Disulfide bonds prevent aggregation of globular proteins by stabilizing the native state. However, a disulfide bond within a disordered state may accelerate amyloidogenic nucleation by navigating fluctuating polypeptide chains towards an orderly assembly of β-sheets. Here, the self-assembly behavior of Glu-Cys-(Glu)-Cys-Glu peptide (EC), in which an intrachain disulfide bond is engineered into an amyloidogenic homopolypeptide motif, is investigated. To this end, the Thioflavin T (ThT) fluorescence kinetic assay is combined with infrared spectroscopy, circular dichroism (CD), atomic force microscopy (AFM) and Raman scattering measurements.
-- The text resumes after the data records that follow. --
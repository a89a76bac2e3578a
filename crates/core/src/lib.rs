//! Taskdesk core types and utilities

pub mod config;
pub mod error;
pub mod token;

pub use config::{ApiSettings, RouteSettings, Settings, StorageSettings};
pub use error::{CoreError, CoreResult};
pub use token::{FileTokenStore, MemoryTokenStore, StorageKeys, TokenStore};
Regardless of whether the disulfide bond is intact or reduced, EC monomers remain disordered within a broad range of pH. On the other hand, only reduced EC self-assembles into amyloid fibrils with the unique infrared traits indicative of three-center hydrogen bonds involving main-chain carbonyl as a bifurcating acceptor and main-chain NH and side-chain -COOH groups as hydrogen donors: the bonding pattern observed in so-called β-fibrils. AFM analysis of β-EC reveals tightly packed rectangular superstructures whose presence coincides with strong chiroptical properties. Our findings suggest that formation of chiral amyloid superstructures may be a generic process accessible to various substrates, and that the fully extended conformation of a poly-Glu chain is a condition sine qua non for self-assembly of β-fibrils.